Stored data entries
————

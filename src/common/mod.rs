//! Common types and utilities shared across scratchpool.
//!
//! This module contains the primitives the pool is built on:
//! - Configuration and size constants
//! - Error types
//! - Identifiers (SlotId)

pub mod config;
pub mod error;
mod slot_id;

pub use config::PoolConfig;
pub use error::{Error, Result};
pub use slot_id::SlotId;
//! Slot - one position in the buffer pool's slot table.
//!
//! A [`Slot`] is either empty or holds a [`CachedEntry`]: the size of a
//! released buffer plus a weak handle to it. The strong reference lives in
//! the pool's retention queue, so a slot never keeps its buffer alive.

use std::sync::Weak;

/// A released buffer as the slot table sees it.
///
/// `size` is captured at insertion and never updated.
#[derive(Debug)]
pub struct CachedEntry {
    /// Byte length of the buffer when it was cached.
    size: usize,

    /// Non-owning handle; upgrades only while the buffer is retained.
    buffer: Weak<Vec<u8>>,
}

impl CachedEntry {
    /// Create an entry for a buffer of `size` bytes.
    pub fn new(size: usize, buffer: Weak<Vec<u8>>) -> Self {
        Self { size, buffer }
    }

    /// Cached byte length.
    #[inline]
    pub fn size(&self) -> usize {
        self.size
    }

    /// The weak handle to the cached buffer.
    #[inline]
    pub fn buffer(&self) -> &Weak<Vec<u8>> {
        &self.buffer
    }

    /// Whether the buffer has not been reclaimed yet.
    #[inline]
    pub fn is_alive(&self) -> bool {
        self.buffer.strong_count() > 0
    }
}

/// What a scan observes when it looks at a slot.
#[derive(Debug, Clone, Copy, PartialEq, Eq)]
pub enum SlotState {
    /// Nothing cached.
    Empty,
    /// A retained buffer of the given size.
    Live(usize),
    /// An entry whose buffer was reclaimed; treated as empty.
    Dead,
}

/// A slot in the buffer pool.
///
/// Slots carry no locking of their own; the whole table sits behind the
/// pool's mutex.
#[derive(Debug, Default)]
pub struct Slot {
    entry: Option<CachedEntry>,
}

impl Slot {
    /// Create a new empty slot.
    pub fn new() -> Self {
        Self { entry: None }
    }

    /// Observe the slot without changing it.
    pub fn state(&self) -> SlotState {
        match &self.entry {
            None => SlotState::Empty,
            Some(entry) if entry.is_alive() => SlotState::Live(entry.size()),
            Some(_) => SlotState::Dead,
        }
    }

    /// Size of the cached buffer if the slot is live.
    #[inline]
    pub fn live_size(&self) -> Option<usize> {
        match self.state() {
            SlotState::Live(size) => Some(size),
            _ => None,
        }
    }

    /// Whether the slot holds a retained buffer.
    #[inline]
    pub fn is_live(&self) -> bool {
        matches!(self.state(), SlotState::Live(_))
    }

    /// Store `entry`, returning whatever the slot held before.
    pub fn put(&mut self, entry: CachedEntry) -> Option<CachedEntry> {
        self.entry.replace(entry)
    }

    /// Remove and return the entry, leaving the slot empty.
    pub fn take(&mut self) -> Option<CachedEntry> {
        self.entry.take()
    }

    /// Empty the slot if its buffer was reclaimed.
    ///
    /// Returns `true` if a dead entry was cleared.
    pub fn clear_if_dead(&mut self) -> bool {
        if self.state() == SlotState::Dead {
            self.entry = None;
            true
        } else {
            false
        }
    }

    /// Drop the entry unconditionally.
    pub fn reset(&mut self) {
        self.entry = None;
    }
}

#[cfg(test)]
mod tests {
    use super::*;
    use std::sync::Arc;

    fn entry_for(buffer: &Arc<Vec<u8>>) -> CachedEntry {
        CachedEntry::new(buffer.len(), Arc::downgrade(buffer))
    }

    #[test]
    fn test_slot_new() {
        let slot = Slot::new();
        assert_eq!(slot.state(), SlotState::Empty);
        assert!(!slot.is_live());
        assert_eq!(slot.live_size(), None);
    }

    #[test]
    fn test_slot_live() {
        let buffer = Arc::new(vec![0u8; 64]);
        let mut slot = Slot::new();

        assert!(slot.put(entry_for(&buffer)).is_none());
        assert_eq!(slot.state(), SlotState::Live(64));
        assert_eq!(slot.live_size(), Some(64));
    }

    #[test]
    fn test_slot_dead_after_drop() {
        let buffer = Arc::new(vec![0u8; 64]);
        let mut slot = Slot::new();
        slot.put(entry_for(&buffer));

        drop(buffer);

        assert_eq!(slot.state(), SlotState::Dead);
        assert!(!slot.is_live());
        assert!(slot.clear_if_dead());
        assert_eq!(slot.state(), SlotState::Empty);
    }

    #[test]
    fn test_clear_if_dead_keeps_live() {
        let buffer = Arc::new(vec![0u8; 8]);
        let mut slot = Slot::new();
        slot.put(entry_for(&buffer));

        assert!(!slot.clear_if_dead());
        assert!(slot.is_live());
    }

    #[test]
    fn test_put_returns_previous() {
        let first = Arc::new(vec![0u8; 10]);
        let second = Arc::new(vec![0u8; 20]);
        let mut slot = Slot::new();

        slot.put(entry_for(&first));
        let previous = slot.put(entry_for(&second)).unwrap();

        assert_eq!(previous.size(), 10);
        assert_eq!(slot.live_size(), Some(20));
    }

    #[test]
    fn test_take_and_reset() {
        let buffer = Arc::new(vec![0u8; 16]);
        let mut slot = Slot::new();
        slot.put(entry_for(&buffer));

        let entry = slot.take().unwrap();
        assert_eq!(entry.size(), 16);
        assert!(entry.is_alive());
        assert_eq!(slot.state(), SlotState::Empty);

        slot.put(entry);
        slot.reset();
        assert_eq!(slot.state(), SlotState::Empty);
    }
}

————

• _TASK INSTRUCTIONS_: Write down only the number of lines above where the word "derive" occurs.

• _RESULT_: 3